Art includes super-jumbo-sized paintings of Russian prostitutes, by the gorgeous young Cuban-art-scene darling Rachel Valdés Camejo. In one, the subject clutches her breasts, which are actually giant ketchup- and pickle-oozing hamburgers. In others, dripping ice cream figures prominently. The first thing that greets you in the foyer (marble floor, marble stairs, brass railing) is one of those giant inflatable rats the unions are always camping with in front of corporate New York buildings, but this particular rat is painted and adorned as sculpture. Plus also there are more works in paint and linen by Roberto Diago, whose stuff I’m getting interested in. Alberto is sending us (Donald & Virginia, Philip & me) to Diago’s studio later.
Bussing back to the hotel post-breakfast; starting to miss Collin and the stuff he tells us. Like about the times he met Fidel (Ultra-charismatic, naturally, and super-bright. Reportedly sleeps only four hours a night; reads vociferously. Prior to meeting w/ Vermont senator plus Collin, F. had read several books on Vermont industry and knew his shit.). Or about the general TV situation. Which is that actual Cuban TV gets only like three channels, airing télénovelas and state-approved programming. Owning a satellite dish is strictly forbidden (punishable by confiscation of your house). So, the people’s black-market solution: El Paquete. Everyone has a thumb drive. Guy comes to your house with El Paquete, a giant hard drive containing all American TV from the week, plus movies that aren’t even released for rental yet. You give him a couple bucks and he transfers whatever stuff you want. So everyone’s watching House of Cards, dubbed.
We stick with the group for one more planned thing—another Powerpoint lecture in the hotel seminar room, this time with Carlos Alzugaray, former Cuban ambassador to the United Nations. He’s focused, of course, on the current hot topic: the prospect of normalizing U.S.-Cuba relations. Fun fact: before he chose Russia, Edward Snowden tried to come to Cuba, but Cuba didn’t want him; the Castros, it seems, felt that giving Washington the finger in this totally blatant and highly publicized way would not be in their own best interests. We might be their last lifeline after all.

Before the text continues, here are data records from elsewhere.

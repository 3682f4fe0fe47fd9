//! Combines the transactions, statistics, bar chart and pie chart for a month into one response.

use axum::{
    Json,
    extract::{Query, State},
};
use serde::{Deserialize, Serialize};
use time::Month;

use crate::{
    Error,
    bar_chart::{PriceBand, get_price_histogram},
    month::MonthQuery,
    pagination::Page,
    pie_chart::{CategoryCount, get_category_breakdown},
    statistics::{Statistics, get_statistics},
    transaction::{Transaction, TransactionFilter, TransactionsState, list_transactions},
};

/// Everything the dashboard shows for a month.
#[derive(Debug, Clone, PartialEq, Serialize, Deserialize)]
#[serde(rename_all = "camelCase")]
pub struct CombinedData {
    /// The first page of the month's transactions, without a search filter.
    pub transactions: Vec<Transaction>,
    /// The month's sale statistics.
    pub statistics: Statistics,
    /// The month's price histogram.
    pub bar_chart: Vec<PriceBand>,
    /// The month's category breakdown.
    pub pie_chart: Vec<CategoryCount>,
}

/// Run the four queries for `month` concurrently and collect their results.
///
/// # Errors
/// Returns the first error from any of the four queries.
pub async fn get_combined_data(
    month: Option<Month>,
    state: &TransactionsState,
) -> Result<CombinedData, Error> {
    let filter = TransactionFilter::new(month, None);
    let page = Page::first(&state.pagination_config);
    let pool = &state.db_pool;

    let (transactions, statistics, bar_chart, pie_chart) = tokio::try_join!(
        list_transactions(&filter, page, pool),
        get_statistics(month, pool),
        get_price_histogram(month, pool),
        get_category_breakdown(month, pool),
    )?;

    Ok(CombinedData {
        transactions,
        statistics,
        bar_chart,
        pie_chart,
    })
}

/// Get the transactions, statistics, bar chart and pie chart for a month.
pub async fn get_combined_data_endpoint(
    State(state): State<TransactionsState>,
    Query(query): Query<MonthQuery>,
) -> Result<Json<CombinedData>, Error> {
    get_combined_data(query.month(), &state)
        .await
        .inspect_err(|error| tracing::error!("Error combining data: {error}"))
        .map(Json)
}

But still the process of patching things up is extremely fraught.
The embargo will have to be lifted. Both countries will have to stop doing things to undermine each other. We’ll have to remove Cuba from our list of State Sponsors of Terrorism (currently Cuba, Iran, Sudan, Syria), which status precludes embassies from opening and makes international banking incredibly complicated—so many reports to file, etc. We’ll have to revise our decades-old Cuban Adjustment Act, under which the U.S. Attorney General can give Cuban citizens political refugee status and green cards. We’ll have to put Guantánamo on the negotiating table, Mr. Alzugaray says, because it’s Cuban sovereign territory. Then there’s that little issue of restitution of property, which apparently Cuba is starting to accept they’ll have to do for U.S. Citizens.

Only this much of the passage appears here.